Volk

di malicuvata

Recensione di Marialuisa Fascì Spurio

Titolo: Volk
Autori: Graziano Cernoia, Marco Pasquini
Edizioni: M. Edizioni, Sassari 2008
Pagine: 153

volkUna serie di immagini, una fotografia senza trucchi, pura e cruda.
Stai lì in questa sequenza mozzafiato, un po’ caotica, un po’ incazzata, e vivi piccoli viaggi. Sali  a bordo di qualsiasi mezzo disponibile e percorri km di cellulosa che in poche frasi diventa celluloide per ritornare cellulosa in accenti di lirismo e flusso di coscienza vomitato a bordo strada.
Questo è Volk. Un esperimento linguistico a metà tra la narrazione e la fotografia, un groviglio di sensazioni, sciolte e poi legate, che ti ferma e ti dà strada, allacciandoti sotto quella potente spinta della libertà di cercare, esplorare, capire. Si può fare epica perfino in flashback, fotogrammi e  lingua gergale incrociata ed abbracciata a storie di fatica e morte.
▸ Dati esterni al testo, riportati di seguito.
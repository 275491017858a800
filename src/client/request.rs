//! Transport-ready request assembly.

use crate::marshal::{JsonMarshaller, Marshaller};
use crate::{Error, ErrorContext, Result};
use reqwest::header::{HeaderMap, HeaderName, HeaderValue, CONTENT_TYPE};
use reqwest::Method;
use std::sync::Arc;
use tracing::debug;

/// Body of an outgoing request.
pub enum RequestBody {
    /// Serialized by the builder's [`Marshaller`].
    Json(serde_json::Value),
    /// Multipart upload; reqwest sets the boundary content type.
    Multipart(reqwest::multipart::Form),
}

impl std::fmt::Debug for RequestBody {
    fn fmt(&self, f: &mut std::fmt::Formatter<'_>) -> std::fmt::Result {
        match self {
            RequestBody::Json(v) => f.debug_tuple("Json").field(v).finish(),
            RequestBody::Multipart(form) => f
                .debug_struct("Multipart")
                .field("boundary", &form.boundary())
                .finish(),
        }
    }
}

/// Per-call request descriptor, consumed by [`RequestBuilder::build`].
#[derive(Debug)]
pub struct Request {
    pub method: Method,
    pub url: String,
    pub body: Option<RequestBody>,
    pub header: Option<HeaderMap>,
    /// Overlaid on `header` in order; later entries win.
    pub extra_headers: Vec<(String, String)>,
    /// Appended to the URL's query string after any existing parameters.
    pub extra_query: Vec<(String, String)>,
}

impl Request {
    pub fn new(method: Method, url: impl Into<String>) -> Self {
        Self {
            method,
            url: url.into(),
            body: None,
            header: None,
            extra_headers: Vec::new(),
            extra_query: Vec::new(),
        }
    }

    pub fn json(mut self, body: serde_json::Value) -> Self {
        self.body = Some(RequestBody::Json(body));
        self
    }

    pub fn multipart(mut self, form: reqwest::multipart::Form) -> Self {
        self.body = Some(RequestBody::Multipart(form));
        self
    }

    pub fn header(mut self, headers: HeaderMap) -> Self {
        self.header = Some(headers);
        self
    }

    pub fn extra_header(mut self, name: impl Into<String>, value: impl Into<String>) -> Self {
        self.extra_headers.push((name.into(), value.into()));
        self
    }

    pub fn extra_query(mut self, key: impl Into<String>, value: impl Into<String>) -> Self {
        self.extra_query.push((key.into(), value.into()));
        self
    }
}

/// Combines a [`Request`] descriptor into a `reqwest::Request`, serializing JSON bodies
/// through the injected [`Marshaller`].
#[derive(Clone)]
pub struct RequestBuilder {
    marshaller: Arc<dyn Marshaller>,
    http: reqwest::Client,
}

impl RequestBuilder {
    pub fn new() -> Self {
        Self::with_marshaller(Arc::new(JsonMarshaller))
    }

    pub fn with_marshaller(marshaller: Arc<dyn Marshaller>) -> Self {
        Self {
            marshaller,
            http: reqwest::Client::new(),
        }
    }

    /// Use `http` to assemble requests so they share the transport's client.
    pub fn with_http_client(mut self, http: reqwest::Client) -> Self {
        self.http = http;
        self
    }

    pub fn marshaller(&self) -> &dyn Marshaller {
        self.marshaller.as_ref()
    }

    pub fn build(&self, request: Request) -> Result<reqwest::Request> {
        let Request {
            method,
            url,
            body,
            header,
            extra_headers,
            extra_query,
        } = request;

        let url = append_query(&url, &extra_query)?;

        let mut headers = header.unwrap_or_default();
        for (name, value) in &extra_headers {
            let (name, value) = parse_header(name, value)?;
            headers.insert(name, value);
        }

        let mut builder = self.http.request(method.clone(), url.clone());
        match body {
            None => {}
            Some(RequestBody::Json(value)) => {
                let bytes = self.marshaller.marshal(&value).map_err(Error::Marshal)?;
                if !headers.contains_key(CONTENT_TYPE) {
                    headers.insert(CONTENT_TYPE, HeaderValue::from_static("application/json"));
                }
                builder = builder.body(bytes);
            }
            Some(RequestBody::Multipart(form)) => {
                builder = builder.multipart(form);
            }
        }

        let built = builder.headers(headers).build().map_err(|e| {
            Error::request_with_context(
                "failed to assemble request",
                ErrorContext::new()
                    .with_details(e.to_string())
                    .with_source("request_builder"),
            )
        })?;
        debug!(method = %method, url = %url, "built request");
        Ok(built)
    }
}

impl Default for RequestBuilder {
    fn default() -> Self {
        Self::new()
    }
}

fn append_query(raw: &str, extra: &[(String, String)]) -> Result<::url::Url> {
    let mut url = ::url::Url::parse(raw).map_err(|e| {
        Error::url_with_context(
            format!("invalid request URL: {}", e),
            ErrorContext::new()
                .with_details(raw.to_string())
                .with_source("request_builder"),
        )
    })?;
    if !extra.is_empty() {
        let mut pairs = url.query_pairs_mut();
        for (key, value) in extra {
            pairs.append_pair(key, value);
        }
    }
    Ok(url)
}

fn parse_header(name: &str, value: &str) -> Result<(HeaderName, HeaderValue)> {
    let invalid = |what: &str| {
        Error::request_with_context(
            format!("invalid header {}", what),
            ErrorContext::new()
                .with_field_path("extra_headers")
                .with_details(name.to_string())
                .with_source("request_builder"),
        )
    };
    let name = HeaderName::from_bytes(name.as_bytes()).map_err(|_| invalid("name"))?;
    let value = HeaderValue::from_str(value).map_err(|_| invalid("value"))?;
    Ok((name, value))
}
Volk è fatto di materia organica, è un fiume vischioso difficile da guadare, di quella resina malinconica e mitteleuropea, senza un’estetica codificata, né manierismo post-moderno già confezionato: qui il garbuglio è di pancia, emotivo, ruvido. Come la storia fuori dal manuale, come suonare fuori dal palco…
“Sì, dormire e viaggiare.
Sentire che tutto quello che ho alle spalle si congela, diventa davvero un ricordo.
Andare il più lontano possibile, fin dove non c’è legge”.